-- EXERCISE DIRECTIONS --
Of all the entries below, only the lines from the one with "let classification = match" up to and including the one with "k) && p.test(&frame).is_match())" are to be duplicated exactly.

*** SUPPLIED ENTRIES Section Begins ***

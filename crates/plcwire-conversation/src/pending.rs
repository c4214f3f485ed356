// SPDX-License-Identifier: PolyForm-Noncommercial-1.0.0
// Copyright (c) 2025 Sylvex. All rights reserved.

//! Pending-request registry.
//!
//! Every outbound exchange registers a pending entry *before* its frame is
//! written, so a fast reply can never arrive ahead of its waiter.
//!
//! ```text
//!   caller                       registry                      dispatch loop
//!     │ register(key, predicate)    │                                │
//!     │────────────────────────────►│ entries[key] = waiter          │
//!     │ transport.send(frame)       │                                │
//!     │                             │◄──── route(frame) ─────────────│
//!     │                             │ classify + remove (one lock)   │
//!     │◄──── Completion ────────────│                                │
//! ```
//!
//! Removal and completion are separated by the lock: whichever of the
//! dispatch loop, the timeout, a cancel or a close removes the entry first
//! owns its completion, and every later attempt finds nothing to do.

use crate::predicate::{classify, AbortInfo, BoxPredicate, Classification};
use parking_lot::Mutex;
use plcwire_core::{FieldError, FieldResult};
use std::collections::{HashMap, VecDeque};
use std::fmt;
use std::hash::Hash;
use std::sync::Arc;
use std::time::Duration;
use tokio::sync::{oneshot, Notify};
use tokio::time::Instant;
use tracing::{debug, trace};

// =============================================================================
// Deadline
// =============================================================================

/// Absolute deadline of one exchange plus the timeout it was derived from.
#[derive(Debug, Clone, Copy, PartialEq, Eq)]
pub struct Deadline {
    at: Instant,
    timeout: Duration,
}

impl Deadline {
    /// Creates a deadline `timeout` from now.
    pub fn after(timeout: Duration) -> Self {
        Self {
            at: Instant::now() + timeout,
            timeout,
        }
    }

    /// The instant the exchange expires.
    #[inline]
    pub fn at(&self) -> Instant {
        self.at
    }

    /// The configured timeout.
    #[inline]
    pub fn timeout(&self) -> Duration {
        self.timeout
    }

    /// Returns `true` once the deadline has passed.
    pub fn is_expired(&self) -> bool {
        Instant::now() >= self.at
    }

    /// The error reported for an expired exchange.
    pub fn expired_error(&self) -> FieldError {
        FieldError::timeout(self.timeout)
    }
}

// =============================================================================
// Completion
// =============================================================================

/// How a pending entry was resolved.
#[derive(Debug)]
pub enum Completion<F> {
    /// A frame matched with the expected payload.
    Matched(F),
    /// A frame matched with the protocol's abort payload.
    Aborted(AbortInfo),
    /// The entry was resolved without a frame.
    Failed(FieldError),
}

/// What the dispatch loop should do with a frame after routing.
#[derive(Debug)]
pub enum Routing<K, F> {
    /// The frame resolved the entry registered under this key.
    Completed(K),
    /// The frame repeats a reply for an already resolved key.
    Duplicate(K),
    /// No pending or recent entry wanted the frame.
    Unmatched(F),
}

// =============================================================================
// Registry
// =============================================================================

struct PendingEntry<F> {
    seq: u64,
    predicate: BoxPredicate<F>,
    tx: oneshot::Sender<Completion<F>>,
    registered_at: Instant,
}

struct RegistryState<K, F> {
    entries: HashMap<K, PendingEntry<F>>,
    recent: VecDeque<(K, BoxPredicate<F>)>,
    next_seq: u64,
    closed: bool,
}

/// Outstanding exchanges of one connection, keyed by correlation key.
///
/// At most one entry exists per key. A caller whose key is occupied waits
/// until the key is released or its own deadline passes.
pub struct PendingRegistry<K, F> {
    state: Mutex<RegistryState<K, F>>,
    released: Notify,
    max_pending: usize,
    history: usize,
}

impl<K, F> PendingRegistry<K, F>
where
    K: Clone + Eq + Hash + fmt::Debug + Send + Sync + 'static,
    F: Send + 'static,
{
    /// Creates a registry.
    ///
    /// `max_pending` bounds the number of outstanding entries; `history` is
    /// how many resolved keys are remembered to recognize late duplicates.
    pub fn new(max_pending: usize, history: usize) -> Self {
        Self {
            state: Mutex::new(RegistryState {
                entries: HashMap::new(),
                recent: VecDeque::with_capacity(history),
                next_seq: 0,
                closed: false,
            }),
            released: Notify::new(),
            max_pending: max_pending.max(1),
            history,
        }
    }

    /// Registers a waiter for `key`.
    ///
    /// Waits while the key is occupied or the registry is full. Fails with
    /// [`FieldError::Timeout`] if that wait outlives `deadline` and with
    /// [`FieldError::ConnectionClosed`] once the registry is closed.
    pub async fn register(
        self: &Arc<Self>,
        key: K,
        predicate: BoxPredicate<F>,
        deadline: Deadline,
    ) -> FieldResult<PendingHandle<K, F>> {
        loop {
            // Created before the check so a release between the check and
            // the await still wakes this waiter.
            let released = self.released.notified();

            {
                let mut state = self.state.lock();
                if state.closed {
                    return Err(FieldError::ConnectionClosed);
                }

                let blocked = if state.entries.contains_key(&key) {
                    Some("key in use")
                } else if state.entries.len() >= self.max_pending {
                    Some("registry full")
                } else {
                    None
                };

                match blocked {
                    None => {
                        let seq = state.next_seq;
                        state.next_seq += 1;
                        let (tx, rx) = oneshot::channel();
                        debug!(
                            key = ?key,
                            predicate = %predicate.describe(),
                            outstanding = state.entries.len() + 1,
                            "registered pending entry"
                        );
                        state.entries.insert(
                            key.clone(),
                            PendingEntry {
                                seq,
                                predicate,
                                tx,
                                registered_at: Instant::now(),
                            },
                        );
                        return Ok(PendingHandle {
                            registry: Arc::clone(self),
                            key,
                            seq,
                            rx,
                            armed: true,
                        });
                    }
                    Some(reason) => {
                        debug!(key = ?key, reason, "waiting to register pending entry");
                    }
                }
            }

            if tokio::time::timeout_at(deadline.at(), released).await.is_err() {
                return Err(deadline.expired_error());
            }
        }
    }

    /// Routes a decoded frame to the entry it resolves.
    ///
    /// With a `hint` only the entry registered under that key is tested.
    pub fn route(&self, frame: F, hint: Option<&K>) -> Routing<K, F> {
        let mut state = self.state.lock();

        let classification = match hint {
            Some(key) => match state.entries.get(key) {
                Some(entry) => classify(
                    &frame,
                    std::iter::once((key, entry.seq, entry.predicate.as_ref())),
                ),
                None => Classification::NoMatch,
            },
            None => classify(
                &frame,
                state
                    .entries
                    .iter()
                    .map(|(k, e)| (k, e.seq, e.predicate.as_ref())),
            ),
        };

        let (key, abort) = match classification {
            Classification::NoMatch => {
                let duplicate = state
                    .recent
                    .iter()
                    .rev()
                    .find(|(k, p)| hint.map_or(true, |h| h == k) && p.test(&frame).is_match())
                    .map(|(k, _)| k.clone());
                drop(state);
                return match duplicate {
                    Some(key) => Routing::Duplicate(key),
                    None => Routing::Unmatched(frame),
                };
            }
            Classification::Success(key) => (key, None),
            Classification::Abort(key, info) => (key, Some(info)),
        };

        let Some(entry) = state.entries.remove(&key) else {
            return Routing::Unmatched(frame);
        };
        let PendingEntry {
            predicate,
            tx,
            registered_at,
            ..
        } = entry;
        Self::remember(&mut state.recent, self.history, key.clone(), predicate);
        drop(state);
        self.released.notify_waiters();

        trace!(
            key = ?key,
            aborted = abort.is_some(),
            elapsed_us = registered_at.elapsed().as_micros() as u64,
            "completing pending entry"
        );

        let completion = match abort {
            None => Completion::Matched(frame),
            Some(info) => Completion::Aborted(info),
        };
        if tx.send(completion).is_err() {
            debug!(key = ?key, "waiter went away before completion");
        }
        Routing::Completed(key)
    }

    /// Resolves the entry for `key` with [`FieldError::Cancelled`].
    pub fn cancel(&self, key: &K) -> bool {
        let entry = self.state.lock().entries.remove(key);
        match entry {
            Some(entry) => {
                self.released.notify_waiters();
                debug!(key = ?key, "cancelled pending entry");
                let _ = entry.tx.send(Completion::Failed(FieldError::Cancelled));
                true
            }
            None => false,
        }
    }

    /// Fails every outstanding entry with [`FieldError::ConnectionClosed`]
    /// and refuses new registrations. Returns the number of entries failed.
    pub fn close(&self) -> usize {
        let drained: Vec<(K, PendingEntry<F>)> = {
            let mut state = self.state.lock();
            state.closed = true;
            state.recent.clear();
            state.entries.drain().collect()
        };
        self.released.notify_waiters();

        let count = drained.len();
        for (key, entry) in drained {
            debug!(key = ?key, "failing pending entry on close");
            let _ = entry.tx.send(Completion::Failed(FieldError::ConnectionClosed));
        }
        count
    }

    /// Returns `true` once [`close`](Self::close) has run.
    pub fn is_closed(&self) -> bool {
        self.state.lock().closed
    }

    /// Number of outstanding entries.
    pub fn len(&self) -> usize {
        self.state.lock().entries.len()
    }

    /// Returns `true` when nothing is outstanding.
    pub fn is_empty(&self) -> bool {
        self.len() == 0
    }

    /// Returns the keys of outstanding entries (for diagnostics).
    pub fn keys(&self) -> Vec<K> {
        self.state.lock().entries.keys().cloned().collect()
    }

    /// Removes the entry only if it is still the one registered as `seq`.
    fn remove_own(&self, key: &K, seq: u64, remember: bool) -> bool {
        let mut state = self.state.lock();
        if state.entries.get(key).map(|e| e.seq) != Some(seq) {
            return false;
        }
        let removed = state.entries.remove(key);
        if let (true, Some(entry)) = (remember, removed) {
            Self::remember(&mut state.recent, self.history, key.clone(), entry.predicate);
        }
        drop(state);
        self.released.notify_waiters();
        true
    }

    fn remember(
        recent: &mut VecDeque<(K, BoxPredicate<F>)>,
        history: usize,
        key: K,
        predicate: BoxPredicate<F>,
    ) {
        if history == 0 {
            return;
        }
        while recent.len() >= history {
            recent.pop_front();
        }
        recent.push_back((key, predicate));
    }
}

impl<K, F> fmt::Debug for PendingRegistry<K, F> {
    fn fmt(&self, f: &mut fmt::Formatter<'_>) -> fmt::Result {
        let state = self.state.lock();
        f.debug_struct("PendingRegistry")
            .field("outstanding", &state.entries.len())
            .field("closed", &state.closed)
            .field("max_pending", &self.max_pending)
            .finish()
    }
}

// =============================================================================
// Handle
// =============================================================================

/// The caller's side of one pending entry.
///
/// Dropping an unresolved handle removes its entry, so an abandoned
/// exchange never leaves a stale waiter behind.
pub struct PendingHandle<K, F>
where
    K: Clone + Eq + Hash + fmt::Debug + Send + Sync + 'static,
    F: Send + 'static,
{
    registry: Arc<PendingRegistry<K, F>>,
    key: K,
    seq: u64,
    rx: oneshot::Receiver<Completion<F>>,
    armed: bool,
}

impl<K, F> PendingHandle<K, F>
where
    K: Clone + Eq + Hash + fmt::Debug + Send + Sync + 'static,
    F: Send + 'static,
{
    /// The key this handle was registered under.
    pub fn key(&self) -> &K {
        &self.key
    }

    /// Removes the entry without waiting, e.g. after a failed send.
    pub fn release(mut self) {
        self.armed = false;
        self.registry.remove_own(&self.key, self.seq, false);
    }

    /// Waits for the entry to be resolved or for `deadline` to pass.
    pub async fn wait(mut self, deadline: Deadline) -> Completion<F> {
        let completion = match tokio::time::timeout_at(deadline.at(), &mut self.rx).await {
            Ok(Ok(completion)) => completion,
            Ok(Err(_)) => Completion::Failed(FieldError::Cancelled),
            Err(_) => {
                if self.registry.remove_own(&self.key, self.seq, true) {
                    debug!(key = ?self.key, timeout_ms = deadline.timeout().as_millis() as u64, "pending entry timed out");
                    Completion::Failed(deadline.expired_error())
                } else {
                    // Someone else removed the entry first and owns the
                    // completion; it is already on its way.
                    match (&mut self.rx).await {
                        Ok(completion) => completion,
                        Err(_) => Completion::Failed(FieldError::Cancelled),
                    }
                }
            }
        };
        self.armed = false;
        completion
    }
}

impl<K, F> Drop for PendingHandle<K, F>
where
    K: Clone + Eq + Hash + fmt::Debug + Send + Sync + 'static,
    F: Send + 'static,
{
    fn drop(&mut self) {
        if self.armed && self.registry.remove_own(&self.key, self.seq, false) {
            debug!(key = ?self.key, "exchange dropped: removed pending entry");
        }
    }
}

// =============================================================================
// Tests
// =============================================================================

*** SUPPLIED ENTRIES Section Ends ***

-- TASK ANSWER --
        let classification = match hint {
            Some(key) => match state.entries.get(key) {
                Some(entry) => classify(
                    &frame,
                    std::iter::once((key, entry.seq, entry.predicate.as_ref())),
                ),
                None => Classification::NoMatch,
            },
            None => classify(
                &frame,
                state
                    .entries
                    .iter()
                    .map(|(k, e)| (k, e.seq, e.predicate.as_ref())),
            ),
        };

        let (key, abort) = match classification {
            Classification::NoMatch => {
                let duplicate = state
                    .recent
                    .iter()
                    .rev()
                    .find(|(k, p)| hint.map_or(true, |h| h == k) && p.test(&frame).is_match())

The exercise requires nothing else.